Set down all of the data exactly as it appears.
====== Exercise inputs
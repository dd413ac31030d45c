//! Parser for constraint expressions.
//!
//! ```text
//! constraint := projection? ( '&' selection )*
//! projection := proj_item ( ',' proj_item )*
//! proj_item  := path slice* | call
//! slice      := '[' int ( ':' int ( ':' int )? )? ']'
//! selection  := operand relop rvalue | call
//! rvalue     := operand | '{' operand ( ',' operand )* '}'
//! operand    := path | number | string | call
//! call       := ident '(' ( operand ( ',' operand )* )? ')'
//! ```

use dapstream_foundation::Result;

use crate::ast::{Call, Constraint, Operand, ProjectionItem, SelectionItem, Slice};
use crate::cursor::Cursor;
use crate::span::Span;
use crate::token::TokenKind;

/// Parser for one constraint expression.
pub struct ConstraintParser<'src> {
    cursor: Cursor<'src>,
}

impl<'src> ConstraintParser<'src> {
    /// Creates a parser over `source`.
    #[must_use]
    pub fn new(source: &'src str) -> Self {
        Self {
            cursor: Cursor::new(source),
        }
    }

    /// Parses the whole input.
    ///
    /// # Errors
    /// Returns a parse error with line, column and source line for
    /// malformed input.
    pub fn parse(&mut self) -> Result<Constraint> {
        let mut constraint = Constraint::default();

        if !self.cursor.at(&TokenKind::Eof) && !self.cursor.at(&TokenKind::Ampersand) {
            constraint.projection.push(self.parse_projection_item()?);
            while self.cursor.at(&TokenKind::Comma) {
                self.cursor.advance();
                constraint.projection.push(self.parse_projection_item()?);
            }
        }

        while self.cursor.at(&TokenKind::Ampersand) {
            self.cursor.advance();
            constraint.selection.push(self.parse_selection()?);
        }

        if !self.cursor.at(&TokenKind::Eof) {
            return Err(self.cursor.unexpected("',' or '&'"));
        }
        Ok(constraint)
    }

    fn parse_projection_item(&mut self) -> Result<ProjectionItem> {
        let (name, span) = self.cursor.expect_ident("a variable or function")?;
        if self.cursor.at(&TokenKind::LParen) {
            return Ok(ProjectionItem::Call(self.parse_call_args(name, span)?));
        }
        let mut slices = Vec::new();
        let mut end = span;
        while self.cursor.at(&TokenKind::LBracket) {
            let (slice, slice_span) = self.parse_slice()?;
            slices.push(slice);
            end = slice_span;
        }
        Ok(ProjectionItem::Path {
            path: name,
            slices,
            span: span.to(end),
        })
    }

    fn parse_slice(&mut self) -> Result<(Slice, Span)> {
        let open = self.cursor.expect(&TokenKind::LBracket)?;
        let mut parts = vec![self.parse_index()?];
        while parts.len() < 3 && self.cursor.at(&TokenKind::Colon) {
            self.cursor.advance();
            parts.push(self.parse_index()?);
        }
        if !self.cursor.at(&TokenKind::RBracket) {
            if self.cursor.at(&TokenKind::Eof) {
                return Err(self.cursor.error_at(open, "unbalanced '[': missing ']'"));
            }
            return Err(self.cursor.unexpected("']'"));
        }
        let close = self.cursor.expect(&TokenKind::RBracket)?;

        let slice = match parts[..] {
            [i] => Slice::index(i),
            [start, stop] => Slice {
                start,
                stride: 1,
                stop,
            },
            [start, stride, stop] => Slice { start, stride, stop },
            _ => return Err(self.cursor.error_at(open, "malformed slice")),
        };
        if slice.stride == 0 {
            return Err(self.cursor.error_at(open, "slice stride must be at least 1"));
        }
        if slice.start > slice.stop {
            return Err(self.cursor.error_at(open, "slice start is past its stop"));
        }
        Ok((slice, open.to(close)))
    }

    fn parse_index(&mut self) -> Result<usize> {
        if let TokenKind::Integer(n) = self.cursor.current.kind {
            let index = usize::try_from(n)
                .map_err(|_| self.cursor.error("slice index must be a non-negative integer"))?;
            self.cursor.advance();
            Ok(index)
        } else {
            Err(self.cursor.unexpected("a slice index"))
        }
    }

    fn parse_selection(&mut self) -> Result<SelectionItem> {
        let lhs = self.parse_operand()?;
        if let TokenKind::Op(op) = self.cursor.current.kind {
            self.cursor.advance();
            let rhs = self.parse_rvalue()?;
            let end = rhs.last().map_or(lhs.span(), Operand::span);
            let span = lhs.span().to(end);
            return Ok(SelectionItem::Relation { op, lhs, rhs, span });
        }
        match lhs {
            Operand::Call(call) => Ok(SelectionItem::Call(call)),
            _ => Err(self.cursor.unexpected("a relational operator")),
        }
    }

    fn parse_rvalue(&mut self) -> Result<Vec<Operand>> {
        if !self.cursor.at(&TokenKind::LBrace) {
            return Ok(vec![self.parse_operand()?]);
        }
        let open = self.cursor.expect(&TokenKind::LBrace)?;
        let mut values = vec![self.parse_operand()?];
        while self.cursor.at(&TokenKind::Comma) {
            self.cursor.advance();
            values.push(self.parse_operand()?);
        }
        if self.cursor.at(&TokenKind::Eof) {
            return Err(self.cursor.error_at(open, "unbalanced '{': missing '}'"));
        }
        self.cursor.expect(&TokenKind::RBrace)?;
        Ok(values)
    }

    fn parse_operand(&mut self) -> Result<Operand> {
        let span = self.cursor.current.span;
        let operand = match &self.cursor.current.kind {
            TokenKind::Integer(n) => Operand::Integer(*n, span),
            TokenKind::Float(x) => Operand::Float(*x, span),
            TokenKind::Str(s) => Operand::Str(s.clone(), span),
            TokenKind::Ident(_) => {
                let (name, span) = self.cursor.expect_ident("an operand")?;
                if self.cursor.at(&TokenKind::LParen) {
                    return Ok(Operand::Call(self.parse_call_args(name, span)?));
                }
                return Ok(Operand::Path(name, span));
            }
            _ => return Err(self.cursor.unexpected("an operand")),
        };
        self.cursor.advance();
        Ok(operand)
    }

    fn parse_call_args(&mut self, name: String, start: Span) -> Result<Call> {
        let open = self.cursor.expect(&TokenKind::LParen)?;
        let mut args = Vec::new();
        if !self.cursor.at(&TokenKind::RParen) {
            args.push(self.parse_operand()?);
            while self.cursor.at(&TokenKind::Comma) {
                self.cursor.advance();
                args.push(self.parse_operand()?);
            }
        }
        if self.cursor.at(&TokenKind::Eof) {
            return Err(self.cursor.error_at(open, "unbalanced '(': missing ')'"));
        }
        let close = self.cursor.expect(&TokenKind::RParen)?;
        Ok(Call {
            name,
            args,
            span: start.to(close),
        })
    }
}

/// Parses a constraint expression.
///
/// # Errors
/// Returns a parse error for malformed input.
pub fn parse_constraint(source: &str) -> Result<Constraint> {
    ConstraintParser::new(source).parse()
}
============
**Result for this exercise:**
repository dd413ac31030d45c
//! Parser for constraint expressions.
//!
//! ```text
//! constraint := projection? ( '&' selection )*
//! projection := proj_item ( ',' proj_item )*
//! proj_item  := path slice* | call
//! slice      := '[' int ( ':' int ( ':' int )? )? ']'
//! selection  := operand relop rvalue | call
//! rvalue     := operand | '{' operand ( ',' operand )* '}'
//! operand    := path | number | string | call
//! call       := ident '(' ( operand ( ',' operand )* )? ')'
//! ```

use dapstream_foundation::Result;

use crate::ast::{Call, Constraint, Operand, ProjectionItem, SelectionItem, Slice};
use crate::cursor::Cursor;
use crate::span::Span;
use crate::token::TokenKind;

/// Parser for one constraint expression.
pub struct ConstraintParser<'src> {
    cursor: Cursor<'src>,
}

impl<'src> ConstraintParser<'src> {
    /// Creates a parser over `source`.
    #[must_use]
    pub fn new(source: &'src str) -> Self {
        Self {
            cursor: Cursor::new(source),
        }
    }

    /// Parses the whole input.
    ///
    /// # Errors
    /// Returns a parse error with line, column and source line for
    /// malformed input.
    pub fn parse(&mut self) -> Result<Constraint> {
        let mut constraint = Constraint::default();

        if !self.cursor.at(&TokenKind::Eof) && !self.cursor.at(&TokenKind::Ampersand) {
            constraint.projection.push(self.parse_projection_item()?);
            while self.cursor.at(&TokenKind::Comma) {
                self.cursor.advance();
                constraint.projection.push(self.parse_projection_item()?);
            }
        }

        while self.cursor.at(&TokenKind::Ampersand) {
            self.cursor.advance();
            constraint.selection.push(self.parse_selection()?);
        }

        if !self.cursor.at(&TokenKind::Eof) {
            return Err(self.cursor.unexpected("',' or '&'"));
        }
        Ok(constraint)
    }

    fn parse_projection_item(&mut self) -> Result<ProjectionItem> {
        let (name, span) = self.cursor.expect_ident("a variable or function")?;
        if self.cursor.at(&TokenKind::LParen) {
            return Ok(ProjectionItem::Call(self.parse_call_args(name, span)?));
        }
        let mut slices = Vec::new();
        let mut end = span;
        while self.cursor.at(&TokenKind::LBracket) {
            let (slice, slice_span) = self.parse_slice()?;
            slices.push(slice);
            end = slice_span;
        }
        Ok(ProjectionItem::Path {
            path: name,
            slices,
            span: span.to(end),
        })
    }

    fn parse_slice(&mut self) -> Result<(Slice, Span)> {
        let open = self.cursor.expect(&TokenKind::LBracket)?;
        let mut parts = vec![self.parse_index()?];
        while parts.len() < 3 && self.cursor.at(&TokenKind::Colon) {
            self.cursor.advance();
            parts.push(self.parse_index()?);
        }
        if !self.cursor.at(&TokenKind::RBracket) {
            if self.cursor.at(&TokenKind::Eof) {
                return Err(self.cursor.error_at(open, "unbalanced '[': missing ']'"));
            }
            return Err(self.cursor.unexpected("']'"));
        }
        let close = self.cursor.expect(&TokenKind::RBracket)?;

        let slice = match parts[..] {
            [i] => Slice::index(i),
            [start, stop] => Slice {
                start,
                stride: 1,
                stop,
            },
            [start, stride, stop] => Slice { start, stride, stop },
            _ => return Err(self.cursor.error_at(open, "malformed slice")),
        };
        if slice.stride == 0 {
            return Err(self.cursor.error_at(open, "slice stride must be at least 1"));
        }
        if slice.start > slice.stop {
            return Err(self.cursor.error_at(open, "slice start is past its stop"));
        }
        Ok((slice, open.to(close)))
    }

    fn parse_index(&mut self) -> Result<usize> {
        if let TokenKind::Integer(n) = self.cursor.current.kind {
            let index = usize::try_from(n)
                .map_err(|_| self.cursor.error("slice index must be a non-negative integer"))?;
            self.cursor.advance();
            Ok(index)
        } else {
            Err(self.cursor.unexpected("a slice index"))
        }
    }

    fn parse_selection(&mut self) -> Result<SelectionItem> {
        let lhs = self.parse_operand()?;
        if let TokenKind::Op(op) = self.cursor.current.kind {
            self.cursor.advance();
            let rhs = self.parse_rvalue()?;
            let end = rhs.last().map_or(lhs.span(), Operand::span);
            let span = lhs.span().to(end);
            return Ok(SelectionItem::Relation { op, lhs, rhs, span });
        }
        match lhs {
            Operand::Call(call) => Ok(SelectionItem::Call(call)),
            _ => Err(self.cursor.unexpected("a relational operator")),
        }
    }

    fn parse_rvalue(&mut self) -> Result<Vec<Operand>> {
        if !self.cursor.at(&TokenKind::LBrace) {
            return Ok(vec![self.parse_operand()?]);
        }
        let open = self.cursor.expect(&TokenKind::LBrace)?;
        let mut values = vec![self.parse_operand()?];
        while self.cursor.at(&TokenKind::Comma) {
            self.cursor.advance();
            values.push(self.parse_operand()?);
        }
        if self.cursor.at(&TokenKind::Eof) {
            return Err(self.cursor.error_at(open, "unbalanced '{': missing '}'"));
        }
        self.cursor.expect(&TokenKind::RBrace)?;
        Ok(values)
    }

    fn parse_operand(&mut self) -> Result<Operand> {
        let span = self.cursor.current.span;
        let operand = match &self.cursor.current.kind {
            TokenKind::Integer(n) => Operand::Integer(*n, span),
            TokenKind::Float(x) => Operand::Float(*x, span),
            TokenKind::Str(s) => Operand::Str(s.clone(), span),
            TokenKind::Ident(_) => {
                let (name, span) = self.cursor.expect_ident("an operand")?;
                if self.cursor.at(&TokenKind::LParen) {
                    return Ok(Operand::Call(self.parse_call_args(name, span)?));
                }
                return Ok(Operand::Path(name, span));
            }
            _ => return Err(self.cursor.unexpected("an operand")),
        };
        self.cursor.advance();
        Ok(operand)
    }

    fn parse_call_args(&mut self, name: String, start: Span) -> Result<Call> {
        let open = self.cursor.expect(&TokenKind::LParen)?;
        let mut args = Vec::new();
        if !self.cursor.at(&TokenKind::RParen) {
            args.push(self.parse_operand()?);
            while self.cursor.at(&TokenKind::Comma) {
                self.cursor.advance();
                args.push(self.parse_operand()?);
            }
        }
        if self.cursor.at(&TokenKind::Eof) {
            return Err(self.cursor.error_at(open, "unbalanced '(': missing ')'"));
        }
        let close = self.cursor.expect(&TokenKind::RParen)?;
        Ok(Call {
            name,
            args,
            span: start.to(close),
        })
    }
}

/// Parses a constraint expression.
///
/// # Errors
/// Returns a parse error for malformed input.
pub fn parse_constraint(source: &str) -> Result<Constraint> {
    ConstraintParser::new(source).parse()
}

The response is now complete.